University of Virginia, Department of Computer Science
CS588: Cryptography, Spring 2005

Final Comments

RSA Key Chains

1. With an RSA key chain, the next value in the hash chain is computed by encrypting the current value using the public key instead of using a cryptographic hash function. That is,
Ki + 1 = Kid mod n

a. (9.1875 average out of 10) Explain how a client who knows K0 and the public key (e and n) can verify a newly received K1 is authentic.

Answer: The client uses the public key to verify K1:
K1e mod nK0
If K1 is authentic, encrypting it using the public key should produce K0.
b. (3.875 / 5) Identify one advantage of using an RSA key chain over a standard cryptographic hash chain.

Comments: There are several advantages:
c. (4.1875 / 5) Identify one disadvantage of using an RSA key chain over a standard cryptographic hash chain.
Comments: The main disadvantage is computation cost, especially for the client which may be a low power processor.
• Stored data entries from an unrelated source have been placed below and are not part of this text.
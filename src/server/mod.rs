//! HTTP request surface.
//!
//! A thin adapter over [`tracker_lib`]: handlers parse parameters, call
//! into the store or the query pipeline, and shape JSON responses. The
//! store and pipeline never call each other; the pipeline runs on a
//! snapshot taken here.

mod handlers;

use std::sync::Arc;

use axum::Router;
use axum::routing::get;
use tokio::sync::RwLock;
use tower_http::cors::{Any, CorsLayer};
use tower_http::trace::TraceLayer;
use tracker_lib::IssueStore;

/// Shared state handed to every handler.
///
/// The store sits behind a reader/writer lock so concurrent requests
/// never observe a torn record or lose an update.
#[derive(Clone)]
pub struct AppState {
    store: Arc<RwLock<IssueStore>>,
}

impl AppState {
    #[must_use]
    pub fn new(store: IssueStore) -> Self {
        Self {
            store: Arc::new(RwLock::new(store)),
        }
    }
}

/// Build the application router.
///
/// Cross-origin requests are permitted from any origin: the service has
/// no auth surface and is meant to back a separately-served frontend.
#[must_use]
pub fn app(state: AppState) -> Router {
    let cors = CorsLayer::new()
        .allow_origin(Any)
        .allow_methods(Any)
        .allow_headers(Any);

    Router::new()
        .route("/health", get(handlers::health))
        .route(
            "/issues",
            get(handlers::list_issues).post(handlers::create_issue),
        )
        .route(
            "/issues/:id",
            get(handlers::get_issue).put(handlers::update_issue),
        )
        .layer(cors)
        .layer(TraceLayer::new_for_http())
        .with_state(state)
}
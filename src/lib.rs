//! `tracker_rust` - In-memory issue tracker HTTP service
//!
//! This crate provides the request surface for the `trackerd` binary, a
//! thin axum adapter over the [`tracker_lib`] core.
//!
//! # Architecture
//!
//! The crate is organized into the following modules:
//!
//! - [`server`] - Router, shared state, and endpoint handlers
//! - [`config`] - Listen-address configuration (flags + `PORT` env)
//! - [`error`] - API error to HTTP status/body mapping
//! - [`logging`] - tracing subscriber initialization
//!
//! The record store and query pipeline live in `crates/tracker-lib`.

#![forbid(unsafe_code)]
#![warn(clippy::pedantic, clippy::nursery)]
#![allow(clippy::module_name_repetitions)]

pub mod config;
pub mod error;
pub mod logging;
pub mod server;

use anyhow::Result;
use clap::Parser;
use tracker_lib::IssueStore;

use crate::config::ServerConfig;
use crate::server::AppState;

/// Run the HTTP service until the process is stopped.
///
/// This is the main entry point called from `main()`.
///
/// # Errors
///
/// Returns an error if the listen address cannot be bound or the
/// server loop fails.
pub async fn run() -> Result<()> {
    let config = ServerConfig::parse();
    logging::init();

    let state = AppState::new(IssueStore::with_samples());
    let app = server::app(state);

    let addr = config.bind_addr();
    let listener = tokio::net::TcpListener::bind(addr).await?;
    tracing::info!(%addr, "trackerd listening");
    axum::serve(listener, app).await?;

    Ok(())
}
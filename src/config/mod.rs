//! Configuration management for `trackerd`.
//!
//! The only configuration surface is the listen address: `--host` and
//! `--port` flags, with the `PORT` environment variable honored for the
//! port. No config files.

use std::net::{IpAddr, Ipv4Addr, SocketAddr};

use clap::Parser;

/// Command-line and environment configuration for the service.
#[derive(Debug, Clone, Parser)]
#[command(name = "trackerd", version, about = "In-memory issue tracker HTTP service")]
pub struct ServerConfig {
    /// Address to bind.
    #[arg(long, default_value_t = IpAddr::V4(Ipv4Addr::LOCALHOST))]
    pub host: IpAddr,

    /// Port to listen on.
    #[arg(long, env = "PORT", default_value_t = 5000)]
    pub port: u16,
}

impl ServerConfig {
    /// The socket address to bind.
    #[must_use]
    pub const fn bind_addr(&self) -> SocketAddr {
        SocketAddr::new(self.host, self.port)
    }
}
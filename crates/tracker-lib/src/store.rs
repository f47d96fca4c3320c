//! In-memory issue store.
//!
//! The collection preserves insertion order: creation order is the
//! default list order and the stable-sort tiebreak. There is no delete
//! operation; records live for the lifetime of the process.

use chrono::Utc;

use crate::error::{Result, TrackerError};
use crate::model::{DEFAULT_PRIORITY, DEFAULT_STATUS, Issue, NewIssue, UpdateIssue};
use crate::util;

const ID_PREFIX: &str = "it";

/// In-memory issue store.
///
/// All data lives in memory. The store is single-writer; callers that
/// share it across tasks wrap it in a lock and hold the write guard for
/// the duration of `create`/`update`.
#[derive(Debug, Default)]
pub struct IssueStore {
    issues: Vec<Issue>,
}

impl IssueStore {
    /// Create a new empty store.
    #[must_use]
    pub fn new() -> Self {
        Self { issues: Vec::new() }
    }

    /// Create a store seeded with the stock sample issues.
    #[must_use]
    pub fn with_samples() -> Self {
        let mut store = Self::new();
        let seeds = [
            NewIssue {
                title: Some("Implement user authentication".to_string()),
                description: Some("Users should be able to sign up and log in.".to_string()),
                status: Some("In Progress".to_string()),
                priority: Some("High".to_string()),
                assignee: Some("Alice".to_string()),
            },
            NewIssue {
                title: Some("Fix button styling on the main page".to_string()),
                description: Some("The primary button has incorrect padding.".to_string()),
                status: Some(DEFAULT_STATUS.to_string()),
                priority: Some("Low".to_string()),
                assignee: Some("Bob".to_string()),
            },
        ];

        for seed in &seeds {
            if let Err(err) = store.create(seed) {
                tracing::warn!(%err, "skipping invalid seed issue");
            }
        }
        store
    }

    // ========================================================================
    // CRUD
    // ========================================================================

    /// Create a new issue in the store.
    ///
    /// All-or-nothing: on error the collection is unchanged.
    ///
    /// # Errors
    ///
    /// Returns `Validation` if the title is absent or empty.
    pub fn create(&mut self, input: &NewIssue) -> Result<Issue> {
        if input
            .title
            .as_deref()
            .is_none_or(|title| title.trim().is_empty())
        {
            return Err(TrackerError::validation("title", "is required"));
        }

        let now = Utc::now();
        let title = input.title.clone().unwrap_or_default();
        let description = input.description.clone().unwrap_or_default();
        let id = util::generate_id(
            ID_PREFIX,
            &title,
            &description,
            now,
            self.issues.len(),
            |candidate| self.issues.iter().any(|issue| issue.id == candidate),
        );

        let issue = Issue {
            id,
            title,
            description,
            status: input
                .status
                .clone()
                .unwrap_or_else(|| DEFAULT_STATUS.to_string()),
            priority: input
                .priority
                .clone()
                .unwrap_or_else(|| DEFAULT_PRIORITY.to_string()),
            assignee: input.assignee.clone(),
            created_at: now,
            updated_at: now,
        };

        self.issues.push(issue.clone());
        tracing::debug!(id = %issue.id, "issue created");

        Ok(issue)
    }

    /// Get a single issue by ID, as a point-in-time copy.
    ///
    /// # Errors
    ///
    /// Returns `IssueNotFound` if the issue doesn't exist.
    pub fn get(&self, id: &str) -> Result<Issue> {
        self.issues
            .iter()
            .find(|issue| issue.id == id)
            .cloned()
            .ok_or_else(|| TrackerError::IssueNotFound { id: id.to_string() })
    }

    /// Update an existing issue.
    ///
    /// Present fields overwrite; absent fields are retained. `assignee`
    /// distinguishes an explicit clear (`Some(None)`) from absence.
    /// `updated_at` is refreshed even when no field value changed.
    ///
    /// Title non-emptiness is deliberately NOT re-checked here, matching
    /// the reference behavior of the create/update asymmetry.
    ///
    /// # Errors
    ///
    /// Returns `IssueNotFound` if the issue doesn't exist.
    pub fn update(&mut self, id: &str, update: &UpdateIssue) -> Result<Issue> {
        let issue = self
            .issues
            .iter_mut()
            .find(|issue| issue.id == id)
            .ok_or_else(|| TrackerError::IssueNotFound { id: id.to_string() })?;

        if let Some(ref title) = update.title {
            issue.title.clone_from(title);
        }
        if let Some(ref description) = update.description {
            issue.description.clone_from(description);
        }
        if let Some(ref status) = update.status {
            issue.status.clone_from(status);
        }
        if let Some(ref priority) = update.priority {
            issue.priority.clone_from(priority);
        }
        if let Some(ref assignee) = update.assignee {
            issue.assignee.clone_from(assignee);
        }

        issue.updated_at = Utc::now();
        tracing::debug!(id = %issue.id, "issue updated");

        Ok(issue.clone())
    }

    // ========================================================================
    // Snapshots
    // ========================================================================

    /// The full collection in insertion order, as owned copies.
    #[must_use]
    pub fn snapshot(&self) -> Vec<Issue> {
        self.issues.clone()
    }

    /// Get the total number of issues.
    #[must_use]
    pub fn len(&self) -> usize {
        self.issues.len()
    }

    /// Check if the store is empty.
    #[must_use]
    pub fn is_empty(&self) -> bool {
        self.issues.is_empty()
    }
}
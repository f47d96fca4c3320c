//! Logging initialization for `trackerd`.

use tracing_subscriber::EnvFilter;

/// Initialize the global tracing subscriber.
///
/// Respects `RUST_LOG`; defaults to `info` when unset. Must be called
/// once, before the server starts handling requests.
pub fn init() {
    let filter = EnvFilter::try_from_default_env().unwrap_or_else(|_| EnvFilter::new("info"));
    tracing_subscriber::fmt().with_env_filter(filter).init();
}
Public-key operations are much more expensive than the symmetric encryption typically used by hashing.

Scissors

There is no clear answer to that question. Younger and aggressive (or American) players tend to favour the Rock crushing Scissors view. More liberal-minded players take the view that scissors are dulled by the Rock. The World RPS Society created a task force in 1987 with a hope of eventually resolving the issue but it has been locked in debate and we no longer hold much hope of quick resolution.
World Rock Paper Scissors Society, Frequently Asked Questions answer to the question,
Does Rock crush Scissors or is Scissors dulled by Rock?

2. (15.25 / 20) Alice and Bob would like to play a high-stakes game of "Rock, Paper, Scissors" over the telephone. Describe a protocol they could use to play a fair game. Your protocol should not require a trusted third party.

To play "Rock, Paper, Scissors", each player selects a symbol from the set { "Rock", "Paper", "Scissors" }. The players simultaneously reveal their symbols. Rules determine the winner given the two symbols selected. For example, if Alice selects "Paper" and Bob selects "Scissors", then Bob wins becase scissors cut paper.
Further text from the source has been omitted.